Cardiovascular toxicity and titin cross-reactivity of affinity enhanced T cells in myeloma and melanoma
Menée sur deux patients atteints d'un myélome ou d'un mélanome, cette étude met en évidence de graves effets cardiovasculaires indésirables, non prédits par les études précliniques, induits par une immunothérapie à base de lymphocytes T modifiés
An obstacle to cancer immunotherapy has been that the affinity of T cell receptors (TCRs) for antigens expressed in tumors is generally low. We initiated clinical testing of engineered T cells expressing an affinity-enhanced T cell receptor against HLA-A*01-restricted MAGE-A3. Open-labeled protocols to test the TCRs for patients with myeloma and melanoma were initiated. The first two treated patients developed cardiogenic shock and died within a few days of T cell infusion, events not predicted by pre-clinical studies of the high-affinity T cell receptors (TCR). Gross findings at autopsy revealed severe myocardial damage and histopathological analysis revealed T cell infiltration. No MAGE-A3 expression was detected in heart autopsy tissues. Robust proliferation of the engineered T cells in vivo was documented in both patients.
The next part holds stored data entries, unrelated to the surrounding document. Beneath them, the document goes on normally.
//! Engine configuration and timing defaults.

use core::time::Duration;

/// Refresh period used when the caller has no preference.
pub const DEFAULT_REFRESH_PERIOD: Duration = Duration::from_millis(10);
/// Shortest period the exchange thread is allowed to run at.
pub const MINIMUM_REFRESH_PERIOD: Duration = Duration::from_millis(1);
/// Lower bound of a derived watchdog timeout.
pub const DEFAULT_WATCHDOG_TIMEOUT: Duration = Duration::from_millis(100);
/// A derived watchdog timeout is at least this many periods.
pub const WATCHDOG_INCREMENT_FACTOR: u32 = 2;
/// Samples buffered per subscription before the oldest is dropped.
pub const DEFAULT_QUEUE_CAPACITY: usize = 100;
/// Remaining wait below which the thread spins instead of sleeping.
pub const DEFAULT_SPIN_THRESHOLD: Duration = Duration::from_millis(1);

/// Static configuration of a [`CyclicEngine`](crate::CyclicEngine).
#[derive(Debug, Clone, PartialEq, Eq)]
pub struct EngineConfig {
    /// Name used in log records and as the exchange thread name.
    pub name: String,
    /// Capacity of each subscription queue.
    pub queue_capacity: usize,
    /// Periods below this are rejected by `start`.
    pub minimum_period: Duration,
    /// Floor of the derived watchdog timeout.
    pub default_watchdog: Duration,
    /// Multiplier applied to the period when deriving a watchdog timeout.
    pub watchdog_factor: u32,
    /// The last part of every wait is spent spinning for better period accuracy.
    pub spin_threshold: Duration,
}

impl Default for EngineConfig {
    fn default() -> Self {
        Self {
            name: "pdo".to_string(),
            queue_capacity: DEFAULT_QUEUE_CAPACITY,
            minimum_period: MINIMUM_REFRESH_PERIOD,
            default_watchdog: DEFAULT_WATCHDOG_TIMEOUT,
            watchdog_factor: WATCHDOG_INCREMENT_FACTOR,
            spin_threshold: DEFAULT_SPIN_THRESHOLD,
        }
    }
}

impl EngineConfig {
    pub fn with_name(mut self, name: impl Into<String>) -> Self {
        self.name = name.into();
        self
    }

    /// A capacity of zero is raised to one.
    pub fn with_queue_capacity(mut self, capacity: usize) -> Self {
        self.queue_capacity = capacity.max(1);
        self
    }

    pub fn with_minimum_period(mut self, period: Duration) -> Self {
        self.minimum_period = period;
        self
    }

    pub fn with_default_watchdog(mut self, timeout: Duration, factor: u32) -> Self {
        self.default_watchdog = timeout;
        self.watchdog_factor = factor.max(1);
        self
    }

    pub fn with_spin_threshold(mut self, threshold: Duration) -> Self {
        self.spin_threshold = threshold;
        self
    }

    /// Watchdog timeout used when the caller does not give one:
    /// `max(default_watchdog, watchdog_factor * period)`.
    pub fn derived_watchdog(&self, period: Duration) -> Duration {
        self.default_watchdog
            .max(period.saturating_mul(self.watchdog_factor))
    }
}
use super::value::DataType;
use crate::types::Direction;

/// Defines the access rights of a register.
#[derive(Debug, Clone, Copy, PartialEq, Eq)]
pub enum AccessType {
    /// read only access
    ReadOnly,
    /// write only access
    WriteOnly,
    /// read and write access
    ReadWrite,
}

/// Defines the PDO mapping possibility of a register.
///
/// Only `Rx` and `Tx` registers may take part in the cyclic exchange; the
/// qualifier also tells in which direction they can be mapped.
#[derive(Debug, Clone, Copy, PartialEq, Eq)]
pub enum PdoMapping {
    /// Configuration-only register, request/response access.
    No,
    /// Mappable into the output image (RPDO, master to device).
    Rx,
    /// Mappable into the input image (TPDO, device to master).
    Tx,
    /// Mappable in both directions.
    RxTx,
}

impl PdoMapping {
    /// Whether the register may be part of the cyclic frame at all.
    pub fn is_cyclic(&self) -> bool {
        !matches!(self, PdoMapping::No)
    }

    /// Whether the register may be mapped in `direction`.
    pub fn allows(&self, direction: Direction) -> bool {
        matches!(
            (self, direction),
            (PdoMapping::Tx | PdoMapping::RxTx, Direction::Input)
                | (PdoMapping::Rx | PdoMapping::RxTx, Direction::Output)
        )
    }
}

/// Metadata of one register in a [`RegisterTable`](super::RegisterTable).
#[derive(Debug, Clone, PartialEq)]
pub struct RegisterDescriptor {
    /// A descriptive name, for diagnostics only.
    pub name: String,
    pub data_type: DataType,
    pub access: AccessType,
    pub pdo_mapping: PdoMapping,
}

impl RegisterDescriptor {
    pub fn new(name: impl Into<String>, data_type: DataType, pdo_mapping: PdoMapping) -> Self {
        let access = match pdo_mapping {
            PdoMapping::Tx => AccessType::ReadOnly,
            PdoMapping::Rx => AccessType::WriteOnly,
            PdoMapping::No | PdoMapping::RxTx => AccessType::ReadWrite,
        };
        Self {
            name: name.into(),
            data_type,
            access,
            pdo_mapping,
        }
    }

    pub fn with_access(mut self, access: AccessType) -> Self {
        self.access = access;
        self
    }
}
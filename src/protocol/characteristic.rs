//! GATT service and characteristic identifiers.
//!
//! The vendor characteristics share the base UUID
//! `xxxxxxxx-1212-efde-1523-785fef13d123`; device information uses the
//! standard Bluetooth SIG 16-bit identifiers.

use uuid::Uuid;

/// Standard Bluetooth device information service.
pub const DEVICE_INFO_SERVICE: Uuid = Uuid::from_u128(0x0000_180a_0000_1000_8000_0080_5f9b_34fb);

/// Vendor main service.
pub const MAIN_SERVICE: Uuid = Uuid::from_u128(0x0000_f00d_1212_efde_1523_785f_ef13_d123);

/// Minimum length of a sensor snapshot in the current layout.
pub const SENSOR_SNAPSHOT_MIN_LEN: usize = 54;

/// Minimum length of the Wi-Fi/cloud status block.
pub const WIFI_STATUS_MIN_LEN: usize = 75;

/// Length of the event log count prefix.
pub const EVENT_LOG_HEADER_LEN: usize = 2;

/// Length of one event log record.
pub const EVENT_LOG_RECORD_LEN: usize = 5;

/// Minimum length of a day statistics record.
pub const DAY_STATISTICS_MIN_LEN: usize = 16;

/// Length of the DCV report header.
pub const DCV_HEADER_LEN: usize = 4;

/// Length of one DCV node record.
pub const DCV_RECORD_LEN: usize = 15;

/// Length of every command pipe frame.
pub const COMMAND_FRAME_LEN: usize = 8;

/// Characteristics known to the client.
#[derive(Debug, Clone, Copy, PartialEq, Eq, Hash)]
pub enum Characteristic {
    /// Telemetry snapshot (notify + read).
    SensorData,
    /// Wi-Fi and cloud status block (read).
    WifiStatus,
    /// Length-prefixed event log (read + notify).
    EventLog,
    /// Statistics for the currently selected day (read).
    DayStatistics,
    /// Distributed control/vent report (read, optional).
    DcvReport,
    /// Command pipe (write without response).
    Command,
    /// Model number string.
    ModelNumber,
    /// Manufacturer name string.
    Manufacturer,
    /// Serial number string.
    SerialNumber,
    /// Hardware revision string.
    HardwareRevision,
    /// Firmware revision string.
    FirmwareRevision,
    /// Software revision string.
    SoftwareRevision,
}

impl Characteristic {
    /// All known characteristics.
    pub const ALL: [Self; 12] = [
        Self::SensorData,
        Self::WifiStatus,
        Self::EventLog,
        Self::DayStatistics,
        Self::DcvReport,
        Self::Command,
        Self::ModelNumber,
        Self::Manufacturer,
        Self::SerialNumber,
        Self::HardwareRevision,
        Self::FirmwareRevision,
        Self::SoftwareRevision,
    ];

    /// Returns the 128-bit UUID of this characteristic.
    #[must_use]
    pub const fn uuid(self) -> Uuid {
        match self {
            Self::SensorData => vendor_uuid(0xbeef),
            Self::WifiStatus => vendor_uuid(0xabd1),
            Self::EventLog => vendor_uuid(0xabd2),
            Self::DayStatistics => vendor_uuid(0xabd3),
            Self::DcvReport => vendor_uuid(0xabba),
            Self::Command => vendor_uuid(0xbabe),
            Self::ModelNumber => sig_uuid(0x2a24),
            Self::Manufacturer => sig_uuid(0x2a29),
            Self::SerialNumber => sig_uuid(0x2a25),
            Self::HardwareRevision => sig_uuid(0x2a27),
            Self::FirmwareRevision => sig_uuid(0x2a26),
            Self::SoftwareRevision => sig_uuid(0x2a28),
        }
    }

    /// Looks up a characteristic by UUID.
    #[must_use]
    pub fn from_uuid(uuid: Uuid) -> Option<Self> {
        Self::ALL.into_iter().find(|c| c.uuid() == uuid)
    }

    /// Returns true if the device pushes notifications for this characteristic.
    #[must_use]
    pub const fn notifies(self) -> bool {
        matches!(self, Self::SensorData | Self::EventLog)
    }

    /// Returns true if the characteristic is readable.
    #[must_use]
    pub const fn readable(self) -> bool {
        !matches!(self, Self::Command)
    }

    /// Returns true if a device may legitimately lack this characteristic.
    #[must_use]
    pub const fn optional(self) -> bool {
        matches!(self, Self::DcvReport)
    }

    /// Minimum decodable payload length.
    #[must_use]
    pub const fn min_len(self) -> usize {
        match self {
            Self::SensorData => SENSOR_SNAPSHOT_MIN_LEN,
            Self::WifiStatus => WIFI_STATUS_MIN_LEN,
            Self::EventLog => EVENT_LOG_HEADER_LEN,
            Self::DayStatistics => DAY_STATISTICS_MIN_LEN,
            Self::DcvReport => DCV_HEADER_LEN,
            Self::Command => COMMAND_FRAME_LEN,
            Self::ModelNumber
            | Self::Manufacturer
            | Self::SerialNumber
            | Self::HardwareRevision
            | Self::FirmwareRevision
            | Self::SoftwareRevision => 0,
        }
    }
}

impl From<Characteristic> for Uuid {
    fn from(characteristic: Characteristic) -> Self {
        characteristic.uuid()
    }
}

/// Builds a vendor UUID on the `-1212-efde-1523-785fef13d123` base.
const fn vendor_uuid(short: u16) -> Uuid {
    Uuid::from_u128(((short as u128) << 96) | 0x0000_0000_1212_efde_1523_785f_ef13_d123)
}

/// Builds a Bluetooth SIG UUID from its 16-bit alias.
const fn sig_uuid(short: u16) -> Uuid {
    Uuid::from_u128(((short as u128) << 96) | 0x0000_0000_0000_1000_8000_0080_5f9b_34fb)
}

#[cfg(test)]
mod tests {
    use super::*;

    #[test]
    fn test_vendor_uuids() {
        assert_eq!(
            Characteristic::SensorData.uuid().to_string(),
            "0000beef-1212-efde-1523-785fef13d123"
        );
        assert_eq!(
            Characteristic::Command.uuid().to_string(),
            "0000babe-1212-efde-1523-785fef13d123"
        );
        assert_eq!(
            MAIN_SERVICE.to_string(),
            "0000f00d-1212-efde-1523-785fef13d123"
        );
    }

    #[test]
    fn test_sig_uuids() {
        assert_eq!(
            Characteristic::ModelNumber.uuid().to_string(),
            "00002a24-0000-1000-8000-00805f9b34fb"
        );
        assert_eq!(
            Characteristic::SoftwareRevision.uuid().to_string(),
            "00002a28-0000-1000-8000-00805f9b34fb"
        );
        assert_eq!(
            DEVICE_INFO_SERVICE.to_string(),
            "0000180a-0000-1000-8000-00805f9b34fb"
        );
    }

    #[test]
    fn test_from_uuid_round_trip() {
        for characteristic in Characteristic::ALL {
            assert_eq!(
                Characteristic::from_uuid(characteristic.uuid()),
                Some(characteristic)
            );
        }
        assert_eq!(Characteristic::from_uuid(Uuid::nil()), None);
    }

    #[test]
    fn test_properties() {
        assert!(Characteristic::SensorData.notifies());
        assert!(Characteristic::EventLog.notifies());
        assert!(!Characteristic::WifiStatus.notifies());
        assert!(!Characteristic::Command.readable());
        assert!(Characteristic::DcvReport.optional());
        assert_eq!(Characteristic::SensorData.min_len(), 54);
    }
}
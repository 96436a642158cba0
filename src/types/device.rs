//! Device identity and Wi-Fi/cloud status types.

use std::net::Ipv4Addr;

/// Static device information, read once per session.
#[derive(Debug, Clone, Default, PartialEq, Eq)]
pub struct DeviceIdentity {
    /// Manufacturer name, e.g. "Safera Oy".
    pub manufacturer: String,
    /// Model string.
    pub model: String,
    /// Advertised Bluetooth name.
    pub ble_name: String,
    /// Bluetooth address.
    pub ble_address: String,
    /// Serial number.
    pub serial_number: String,
    /// Hardware revision.
    pub hardware_revision: String,
    /// Firmware revision.
    pub firmware_revision: String,
    /// Software revision.
    pub software_revision: String,
    /// SSID of the Wi-Fi network the device is joined to.
    pub wifi_ssid: String,
}

/// Wi-Fi and cloud connection status block.
#[derive(Debug, Clone, PartialEq, Eq)]
pub struct WifiCloudStatus {
    /// SSID of the joined network.
    pub ssid: String,
    /// Signal strength in dBm.
    pub rssi: i8,
    /// Connection manager status code.
    pub manager_status: u8,
    /// Wi-Fi status code.
    pub wifi_status: u8,
    /// Cloud status code.
    pub cloud_status: u8,
    /// Status of the last cloud command.
    pub last_command_status: u8,
    /// Timestamp of the last cloud contact.
    pub last_cloud_timestamp: u32,
    /// Device name registered with the cloud.
    pub device_name: String,
    /// Wi-Fi module firmware version.
    pub firmware_version: String,
    /// Local IP address.
    pub local_ip: Ipv4Addr,
}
A beating cardiomyocyte culture generated from induced pluripotent stem cells triggered T cell killing, which was due to recognition of an unrelated peptide derived from the striated muscle specific protein titin. These cases demonstrate that TCR-engineered T cells can have serious and not readily predictable off-target and organ-specific toxicities, and highlight the need for improved methods to define the specificity of engineered TCRs. The protocols were registered at clinicaltrials.gov (NCT01350401 and NCT01352286).